Siemens ist eine strategische Partnerschaft mit Xometry eingegangen, dem globalen, KI-nativen Marktplatz, der Käufer und Lieferanten von maßgeschneiderter Herstellung verbindet.(Bild:  Siemens)
Siemens ist eine strategische Partnerschaft mit Xometry eingegangen, dem globalen, KI-nativen Marktplatz, der Käufer und Lieferanten von maßgeschneiderter Herstellung verbindet.
(Bild: Siemens)

Siemens erweitert damit seine Design-to-Source-Intelligenz über die Elektronik hinaus auf Standard- und Sonderteile im mechanischen Bereich. Begleitend tätigt Siemens eine Minderheitsinvestition von rund 50 Mio. US-Dollar in Xometry.Die Integration verbindet Xometrys Marktplatz und das nordamerikanische Thomas-Beschaffungsnetzwerk mit der Siemens Designcenter-Software und Supplyframe. Siemens-Kunden erhalten ohne zusätzliche Logins in ihren bestehenden Workflows Echtzeit-Feedback zur Herstellbarkeit, Fertigungsoptionen, Preisen und Lieferzeiten. Mit dem Fortschritt der Entwicklung entsteht durchgängige Transparenz bis in die Ausführung – von der digitalen Absicht zur physischen Produktion mit weniger Übergaben.

Xometry hat seine Plattform auf Millionen von Teiledateien, Designfeedback von realen Herstellern und Produktionsergebnissen über ein globales Lieferantennetzwerk von mehr als 5.000 aktiven Lieferanten aufgebaut. (Bild:  Bild mit freundlicher Genehmigung von Xometry Inc)
Xometry hat seine Plattform auf Millionen von Teiledateien, Designfeedback von realen Herstellern und Produktionsergebnissen über ein globales Lieferantennetzwerk von mehr als 5.000 aktiven Lieferanten aufgebaut.
(Bild: Bild mit freundlicher Genehmigung von Xometry Inc)

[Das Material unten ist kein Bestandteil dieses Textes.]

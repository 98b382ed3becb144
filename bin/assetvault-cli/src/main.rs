//! AssetVault CLI - Operator Command Line Interface
//!
//! Opens the store described by a TOML configuration file (replaying any
//! uploads a previous run left pending) and runs one command against it.

use std::path::{Path, PathBuf};
use std::sync::Arc;

use anyhow::{Context, Result, bail};
use assetvault_common::{Asset, AssetId, AssetType, Config};
use assetvault_replica::{CacheRule, ReplicatedStore, StoreBuilder};
use assetvault_storage::AssetFilter;
use chrono::{DateTime, Utc};
use clap::{Parser, Subcommand};
use tracing::{debug, info};
use tracing_subscriber::{layer::SubscriberExt, util::SubscriberInitExt};

#[derive(Parser, Debug)]
#[command(name = "assetvault-cli")]
#[command(about = "AssetVault operator CLI")]
#[command(version)]
struct Args {
    /// Configuration file path
    #[arg(short, long, default_value = "/etc/assetvault/assetvault.toml")]
    config: PathBuf,

    /// Log level
    #[arg(long, default_value = "warn")]
    log_level: String,

    #[command(subcommand)]
    command: Commands,
}

#[derive(Subcommand, Debug)]
enum Commands {
    /// Fetch an asset from the local store or upstream
    Get {
        /// Asset ID
        id: AssetId,
        /// Ignore the local copy and go upstream
        #[arg(long)]
        skip_read: bool,
        /// Do not cache a remote result locally
        #[arg(long)]
        skip_write: bool,
        /// Write the asset data to this file
        #[arg(short, long)]
        output: Option<PathBuf>,
    },
    /// Store a file as a new asset
    Put {
        /// File holding the asset data
        file: PathBuf,
        /// Numeric asset type
        #[arg(short = 't', long = "type", default_value_t = -1, allow_hyphen_values = true)]
        asset_type: i8,
        /// Asset ID (random if omitted)
        #[arg(long)]
        id: Option<AssetId>,
        #[arg(long, default_value = "")]
        name: String,
        #[arg(long, default_value = "")]
        description: String,
        #[arg(long)]
        temporary: bool,
        #[arg(long)]
        local: bool,
    },
    /// Delete one asset from the local store
    Purge {
        /// Asset ID
        id: AssetId,
    },
    /// Delete every local asset matching the given conditions
    PurgeAll {
        /// Regular expression over the 32-character hex id
        #[arg(long)]
        id: Option<String>,
        /// Numeric asset type
        #[arg(short = 't', long = "type", allow_hyphen_values = true)]
        asset_type: Option<i8>,
        #[arg(long)]
        local: Option<bool>,
        #[arg(long)]
        temporary: Option<bool>,
        /// Created at or after (RFC 3339)
        #[arg(long, value_parser = parse_time)]
        created_after: Option<DateTime<Utc>>,
        /// Created at or before (RFC 3339)
        #[arg(long, value_parser = parse_time)]
        created_before: Option<DateTime<Utc>>,
        /// Regular expression over the name
        #[arg(long)]
        name: Option<String>,
        /// Regular expression over the description
        #[arg(long)]
        description: Option<String>,
        /// Every bit must be set in the asset's storage flags
        #[arg(long)]
        storage_flags: Option<u32>,
        /// Purge everything when no condition is given
        #[arg(long)]
        all: bool,
    },
    /// Replay pending uploads and report the outcome
    Replay,
    /// Show store, log and backend status
    Status,
}

fn parse_time(s: &str) -> Result<DateTime<Utc>, String> {
    DateTime::parse_from_rfc3339(s)
        .map(|t| t.with_timezone(&Utc))
        .map_err(|e| format!("invalid RFC 3339 time {s:?}: {e}"))
}

fn load_config(path: &Path) -> Result<Config> {
    if !path.exists() {
        debug!("Config file {} not found, using defaults", path.display());
        return Ok(Config::default());
    }
    let text = std::fs::read_to_string(path)
        .with_context(|| format!("failed to read {}", path.display()))?;
    let config: Config =
        toml::from_str(&text).with_context(|| format!("failed to parse {}", path.display()))?;
    Ok(config)
}

#[tokio::main]
async fn main() -> Result<()> {
    let args = Args::parse();

    tracing_subscriber::registry()
        .with(
            tracing_subscriber::EnvFilter::try_from_default_env()
                .unwrap_or_else(|_| args.log_level.clone().into()),
        )
        .with(tracing_subscriber::fmt::layer())
        .init();

    let config = load_config(&args.config)?;
    let replicated = StoreBuilder::from_config(&config)?.build().await?;
    info!("Opened asset store using {}", args.config.display());

    match args.command {
        Commands::Get {
            id,
            skip_read,
            skip_write,
            output,
        } => get(&replicated, id, skip_read, skip_write, output).await,
        Commands::Put {
            file,
            asset_type,
            id,
            name,
            description,
            temporary,
            local,
        } => {
            let data = std::fs::read(&file)
                .with_context(|| format!("failed to read {}", file.display()))?;
            let asset = Asset::new(id.unwrap_or_else(AssetId::new), AssetType::new(asset_type), data)
                .with_name(name)
                .with_description(description)
                .with_temporary(temporary)
                .with_local(local);
            let id = asset.id;
            replicated.writer().put(Arc::new(asset)).await?;
            println!("{id}");
            Ok(())
        }
        Commands::Purge { id } => {
            replicated.store().purge(id)?;
            println!("Purged {id}");
            Ok(())
        }
        Commands::PurgeAll {
            id,
            asset_type,
            local,
            temporary,
            created_after,
            created_before,
            name,
            description,
            storage_flags,
            all,
        } => {
            let mut filter = AssetFilter::new();
            if let Some(pattern) = id {
                filter = filter.with_id_pattern(&pattern)?;
            }
            if let Some(asset_type) = asset_type {
                filter = filter.with_type(AssetType::new(asset_type));
            }
            if let Some(local) = local {
                filter = filter.with_local(local);
            }
            if let Some(temporary) = temporary {
                filter = filter.with_temporary(temporary);
            }
            if created_after.is_some() || created_before.is_some() {
                filter = filter.with_created_between(created_after, created_before);
            }
            if let Some(pattern) = name {
                filter = filter.with_name_pattern(&pattern)?;
            }
            if let Some(pattern) = description {
                filter = filter.with_description_pattern(&pattern)?;
            }
            if let Some(flags) = storage_flags {
                filter = filter.with_storage_flags(flags);
            }

            let filters = if filter.is_empty() {
                if !all {
                    bail!("no purge condition given; pass --all to purge every asset");
                }
                Vec::new()
            } else {
                vec![filter]
            };

            let purged = replicated.store().purge_all(&filters)?;
            println!("Purged {purged} assets");
            Ok(())
        }
        Commands::Replay => {
            let report = replicated.replay_report();
            println!("Replay");
            println!("======");
            println!("Resent:           {}", report.resent);
            println!("Already upstream: {}", report.already_upstream);
            println!("Missing locally:  {}", report.missing_locally);
            println!("Still pending:    {}", report.still_pending);
            Ok(())
        }
        Commands::Status => {
            status(&replicated);
            Ok(())
        }
    }
}

async fn get(
    replicated: &ReplicatedStore,
    id: AssetId,
    skip_read: bool,
    skip_write: bool,
    output: Option<PathBuf>,
) -> Result<()> {
    let mut rule = CacheRule::NORMAL;
    if skip_read {
        rule = rule | CacheRule::SKIP_READ;
    }
    if skip_write {
        rule = rule | CacheRule::SKIP_WRITE;
    }

    let Some(asset) = replicated.reader().get(id, rule).await else {
        bail!("asset {id} not found");
    };

    println!("Asset {}", asset.id);
    println!("  Type:        {}", asset.asset_type);
    println!("  Name:        {}", asset.name);
    println!("  Description: {}", asset.description);
    println!("  Created:     {}", asset.create_time.to_rfc3339());
    println!("  Local:       {}", asset.local);
    println!("  Temporary:   {}", asset.temporary);
    println!("  Size:        {} bytes", asset.size());

    if let Some(path) = output {
        std::fs::write(&path, &asset.data)
            .with_context(|| format!("failed to write {}", path.display()))?;
        println!("  Written to:  {}", path.display());
    }
    Ok(())
}

fn status(replicated: &ReplicatedStore) {
    let store = replicated.store();
    println!("Local store");
    println!("===========");
    println!("Root:    {}", store.root().display());
    match store.availability().reason() {
        None => println!("State:   enabled"),
        Some(reason) => println!("State:   disabled ({reason})"),
    }

    println!();
    println!("Write-intent log");
    println!("================");
    match replicated.wal() {
        Some(wal) => {
            println!("Path:    {}", wal.path());
            println!("Slots:   {}", wal.slot_count());
            println!("In use:  {}", wal.in_use());
        }
        None => println!("Not configured"),
    }

    println!();
    println!("Backends");
    println!("========");
    let topology = replicated.topology();
    if topology.is_empty() {
        println!("None (local only)");
    }
    for (index, group) in topology.groups().iter().enumerate() {
        let names: Vec<&str> = group.iter().map(|backend| backend.name()).collect();
        println!("Group {index}: {}", names.join(", "));
    }
}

Die Zusammenarbeit kombiniert Siemens’ digitale Zwillinge und industrielle KI mit Xometrys großskaliger Fertigungsintelligenz. So beschleunigen Unternehmen die Umsetzung von Designs, sourcen komplette Stücklisten (BOM) effizienter und binden KMU ebenso ein wie Großunternehmen – bei gleichbleibender Strenge, Sicherheit und Skalierbarkeit.
 

Unsere Partnerschaft mit Xometry ermöglicht es uns, KI zu nutzen, um die aus Millionen gefertigten maßgeschneiderten Teilen gesammelte Intelligenz direkt in den Designprozess einzufügen, sodass Designer intelligenter, schneller und wirkungsvoller arbeiten können.

Tony Hemmelgarn, Präsident und CEO von Siemens Digital Industries Software


Welche Vorteile hat die Partnerschaft für die Produktentstehung?

  • DFM direkt im CAD/PLM: Hinweise zu Geometrie, Toleranzen, Materialien und Mindestfeatures in Echtzeit.
  • Früh belastbare Kosten-/Lieferzeit-Schätzung: Zielkosten schon in Konzept- und Vorentwurf berücksichtigen.
  • Varianten schneller bewerten: Prozess- und Materialoptionen mit Auswirkungen auf Preis, Qualität und Termin vergleichen.
  • Weniger Prototyping-Schleifen: Reales Fertigungsfeedback fließt früh in die Konstruktion ein.
  • Sicherere Material- und Prozesswahl: Empfehlungen mit Fertigungsfenstern und Risikoindikatoren.
  • Toleranzketten gezielt optimieren: Kosten-/Qualitätseffekte von Toleranzänderungen sofort sichtbar.
  • Änderungsmanagement beschleunigen: Impact auf Kosten, Termine und Beschaffung bei ECO/ECN auf Knopfdruck.
  • Durchgängige BOM für E-CAD/M-CAD: Elektronik- und Mechanikteile konsistent planen und sourcen.
  • Nahtloser Übergang zu Beschaffung/Fertigung: Weniger Übergaben, weniger Datenbrüche, schnellere Freigabe.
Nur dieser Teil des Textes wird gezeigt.